- Opening Delimiter -

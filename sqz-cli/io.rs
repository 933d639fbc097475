//! Stream endpoints and file system access for CLI operations.

use std::ffi::OsString;
use std::fs::{self, File};
use std::io::{self, BufReader, BufWriter, Read, Write};
use std::path::{Path, PathBuf};

/// Default buffer size for file I/O operations
pub const DEFAULT_BUFFER_SIZE: usize = 512 * 1024;

/// Fallback extension when a stripped output name would collide or no
/// recognized extension can be stripped.
pub const FALLBACK_EXTENSION: &str = "out";

/// Where the input bytes come from.
#[derive(Debug, Clone, PartialEq, Eq)]
pub enum InputSource {
    /// A named file on disk.
    File(PathBuf),
    /// The standard input stream.
    Stdin,
}

impl InputSource {
    /// The file path, if this source is backed by one.
    #[must_use]
    pub fn path(&self) -> Option<&Path> {
        match self {
            InputSource::File(path) => Some(path),
            InputSource::Stdin => None,
        }
    }
}

/// Where the output bytes go.
#[derive(Debug, Clone, PartialEq, Eq)]
pub enum OutputTarget {
    /// A named file on disk.
    File(PathBuf),
    /// The standard output stream.
    Stdout,
}

impl OutputTarget {
    /// The file path, if this target is backed by one.
    #[must_use]
    pub fn path(&self) -> Option<&Path> {
        match self {
            OutputTarget::File(path) => Some(path),
            OutputTarget::Stdout => None,
        }
    }
}

/// File system operations the command workflow depends on.
///
/// Abstracted behind a trait so tests can run the full workflow against
/// an in-memory stand-in and inspect what was created or deleted.
pub trait FileProvider {
    /// Whether anything exists at `path`.
    fn exists(&self, path: &Path) -> bool;

    /// Whether `path` is a regular file that can be opened for reading.
    fn is_readable_file(&self, path: &Path) -> bool;

    /// Whether `path` is a directory that accepts new files.
    fn is_writable_dir(&self, path: &Path) -> bool;

    /// Size of the file at `path` in bytes, if it can be determined.
    fn size(&self, path: &Path) -> Option<u64>;

    /// Opens `path` for buffered reading.
    ///
    /// # Errors
    ///
    /// Returns an [`io::Error`] if the file cannot be opened.
    fn open_input(&self, path: &Path) -> io::Result<Box<dyn Read>>;

    /// Creates or truncates `path` for buffered writing.
    ///
    /// # Errors
    ///
    /// Returns an [`io::Error`] if the file cannot be created.
    fn create_output(&self, path: &Path) -> io::Result<Box<dyn Write>>;

    /// Removes the file at `path`.
    ///
    /// # Errors
    ///
    /// Returns an [`io::Error`] if removal fails.
    fn remove_file(&self, path: &Path) -> io::Result<()>;

    /// Creates `path` and any missing parent directories.
    ///
    /// # Errors
    ///
    /// Returns an [`io::Error`] if creation fails.
    fn create_dir_all(&self, path: &Path) -> io::Result<()>;
}

/// [`FileProvider`] backed by the local file system.
#[derive(Debug, Default, Clone, Copy)]
pub struct LocalFiles;

impl FileProvider for LocalFiles {
    fn exists(&self, path: &Path) -> bool {
        path.exists()
    }

    fn is_readable_file(&self, path: &Path) -> bool {
        fs::metadata(path).map(|meta| meta.is_file()).unwrap_or(false)
            && File::open(path).is_ok()
    }

    fn is_writable_dir(&self, path: &Path) -> bool {
        fs::metadata(path)
            .map(|meta| meta.is_dir() && !meta.permissions().readonly())
            .unwrap_or(false)
    }

    fn size(&self, path: &Path) -> Option<u64> {
        fs::metadata(path).ok().map(|meta| meta.len())
    }

    fn open_input(&self, path: &Path) -> io::Result<Box<dyn Read>> {
        let file = File::open(path)?;
        Ok(Box::new(BufReader::with_capacity(DEFAULT_BUFFER_SIZE, file)))
    }

    fn create_output(&self, path: &Path) -> io::Result<Box<dyn Write>> {
        let file = File::create(path)?;
        Ok(Box::new(BufWriter::with_capacity(DEFAULT_BUFFER_SIZE, file)))
    }

    fn remove_file(&self, path: &Path) -> io::Result<()> {
        fs::remove_file(path)
    }

    fn create_dir_all(&self, path: &Path) -> io::Result<()> {
        fs::create_dir_all(path)
    }
}

/// Default compressed output name: the input name with the algorithm's
/// extension appended.
#[must_use]
pub fn default_compress_output(input: &Path, algorithm: &str) -> PathBuf {
    with_appended_extension(input, algorithm)
}

/// Default decompressed output name.
///
/// Strips a trailing `.{name}` extension matching any supported
/// algorithm (case-insensitive); when none matches, appends the
/// [`FALLBACK_EXTENSION`] instead so the input is never the output.
#[must_use]
pub fn default_decompress_output(input: &Path, supported: &[&str]) -> PathBuf {
    if let Some(name) = input.file_name().and_then(|name| name.to_str()) {
        for algorithm in supported {
            let suffix = format!(".{algorithm}");
            if name.len() > suffix.len()
                && name[name.len() - suffix.len()..].eq_ignore_ascii_case(&suffix)
            {
                return input.with_file_name(&name[..name.len() - suffix.len()]);
            }
        }
    }
    with_appended_extension(input, FALLBACK_EXTENSION)
}

/// Appends `.{suffix}` to the final path component, preserving any
/// existing extension.
#[must_use]
pub fn with_appended_extension(path: &Path, suffix: &str) -> PathBuf {
    let mut name = path.file_name().map(OsString::from).unwrap_or_default();
    name.push(format!(".{suffix}"));
    path.with_file_name(name)
}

- Closing Delimiter -

Task prompt: Reproduce exactly the final stretch of the listing, starting at the line that contains "with_appended_extension(input, FALLBACK_EXTENSION)" and ending with the last line.

Answer box:
    with_appended_extension(input, FALLBACK_EXTENSION)
}

/// Appends `.{suffix}` to the final path component, preserving any
/// existing extension.
#[must_use]
pub fn with_appended_extension(path: &Path, suffix: &str) -> PathBuf {
    let mut name = path.file_name().map(OsString::from).unwrap_or_default();
    name.push(format!(".{suffix}"));
    path.with_file_name(name)
}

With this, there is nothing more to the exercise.